YOUR ASSIGNMENT ::
Repeat each record below exactly as it is written.

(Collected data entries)
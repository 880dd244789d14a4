use crate::context::ToolContext;
use crate::error::ToolError;
use crate::schema::{ArgsSchema, ToolArgs};
use crate::types::{ToolResult, ToolSchema};
use async_trait::async_trait;
use std::sync::Arc;

/// A named, schema-described capability the agent can invoke.
///
/// `execute` receives arguments already validated by `args_schema()` and
/// possibly rewritten by the registry's argument transform.
#[async_trait]
pub trait Tool: Send + Sync {
    /// Unique, stable identifier, e.g. `run_sql`.
    fn name(&self) -> &str;

    fn description(&self) -> &str;

    /// Groups allowed to call this tool. Empty means everyone.
    fn access_groups(&self) -> Vec<String> {
        Vec::new()
    }

    fn args_schema(&self) -> Arc<dyn ArgsSchema>;

    async fn execute(&self, ctx: &ToolContext, args: ToolArgs) -> Result<ToolResult, ToolError>;
}

/// Derived operations available on every tool.
pub trait ToolExt: Tool {
    fn schema(&self) -> ToolSchema {
        ToolSchema {
            name: self.name().to_string(),
            description: self.description().to_string(),
            parameters: self.args_schema().json_schema(),
            access_groups: self.access_groups(),
        }
    }
}

impl<T: Tool + ?Sized> ToolExt for T {}

/// Recovers the concrete argument type inside a tool body.
pub fn expect_args<T: std::any::Any>(tool: &str, args: ToolArgs) -> Result<T, ToolError> {
    args.into_inner::<T>()
        .map_err(|_| ToolError::ArgumentType(tool.to_string()))
}
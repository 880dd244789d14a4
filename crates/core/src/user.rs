use serde::{Deserialize, Serialize};
use std::collections::{BTreeSet, HashMap};

/// The acting identity behind a tool call.
#[derive(Debug, Clone, Default, PartialEq, Serialize, Deserialize)]
pub struct User {
    pub id: String,
    #[serde(default, skip_serializing_if = "Option::is_none")]
    pub username: Option<String>,
    #[serde(default, skip_serializing_if = "Option::is_none")]
    pub email: Option<String>,
    #[serde(default)]
    pub group_memberships: BTreeSet<String>,
    /// Free-form attributes consulted by argument transforms (region, tenant, ...).
    #[serde(default)]
    pub attributes: HashMap<String, serde_json::Value>,
}

impl User {
    pub fn new(id: impl Into<String>) -> Self {
        Self {
            id: id.into(),
            ..Self::default()
        }
    }

    pub fn with_groups<I, S>(mut self, groups: I) -> Self
    where
        I: IntoIterator<Item = S>,
        S: Into<String>,
    {
        self.group_memberships
            .extend(groups.into_iter().map(Into::into));
        self
    }

    pub fn with_attribute(mut self, key: impl Into<String>, value: serde_json::Value) -> Self {
        self.attributes.insert(key.into(), value);
        self
    }

    pub fn is_member_of(&self, group: &str) -> bool {
        self.group_memberships.contains(group)
    }

    pub fn attribute(&self, key: &str) -> Option<&serde_json::Value> {
        self.attributes.get(key)
    }
}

PROBLEM SOLUTION ::
repository 880dd244789d14a4
use crate::context::ToolContext;
use crate::error::ToolError;
use crate::schema::{ArgsSchema, ToolArgs};
use crate::types::{ToolResult, ToolSchema};
use async_trait::async_trait;
use std::sync::Arc;

/// A named, schema-described capability the agent can invoke.
///
/// `execute` receives arguments already validated by `args_schema()` and
/// possibly rewritten by the registry's argument transform.
#[async_trait]
pub trait Tool: Send + Sync {
    /// Unique, stable identifier, e.g. `run_sql`.
    fn name(&self) -> &str;

    fn description(&self) -> &str;

    /// Groups allowed to call this tool. Empty means everyone.
    fn access_groups(&self) -> Vec<String> {
        Vec::new()
    }

    fn args_schema(&self) -> Arc<dyn ArgsSchema>;

    async fn execute(&self, ctx: &ToolContext, args: ToolArgs) -> Result<ToolResult, ToolError>;
}

/// Derived operations available on every tool.
pub trait ToolExt: Tool {
    fn schema(&self) -> ToolSchema {
        ToolSchema {
            name: self.name().to_string(),
            description: self.description().to_string(),
            parameters: self.args_schema().json_schema(),
            access_groups: self.access_groups(),
        }
    }
}

impl<T: Tool + ?Sized> ToolExt for T {}

/// Recovers the concrete argument type inside a tool body.
pub fn expect_args<T: std::any::Any>(tool: &str, args: ToolArgs) -> Result<T, ToolError> {
    args.into_inner::<T>()
        .map_err(|_| ToolError::ArgumentType(tool.to_string()))
}
repository 880dd244789d14a4
filename crates/core/src/user.rs
use serde::{Deserialize, Serialize};
use std::collections::{BTreeSet, HashMap};

/// The acting identity behind a tool call.
#[derive(Debug, Clone, Default, PartialEq, Serialize, Deserialize)]
pub struct User {
    pub id: String,
    #[serde(default, skip_serializing_if = "Option::is_none")]
    pub username: Option<String>,
    #[serde(default, skip_serializing_if = "Option::is_none")]
    pub email: Option<String>,
    #[serde(default)]
    pub group_memberships: BTreeSet<String>,
    /// Free-form attributes consulted by argument transforms (region, tenant, ...).
    #[serde(default)]
    pub attributes: HashMap<String, serde_json::Value>,
}

impl User {
    pub fn new(id: impl Into<String>) -> Self {
        Self {
            id: id.into(),
            ..Self::default()
        }
    }

    pub fn with_groups<I, S>(mut self, groups: I) -> Self
    where
        I: IntoIterator<Item = S>,
        S: Into<String>,
    {
        self.group_memberships
            .extend(groups.into_iter().map(Into::into));
        self
    }

    pub fn with_attribute(mut self, key: impl Into<String>, value: serde_json::Value) -> Self {
        self.attributes.insert(key.into(), value);
        self
    }

    pub fn is_member_of(&self, group: &str) -> bool {
        self.group_memberships.contains(group)
    }

    pub fn attribute(&self, key: &str) -> Option<&serde_json::Value> {
        self.attributes.get(key)
    }
}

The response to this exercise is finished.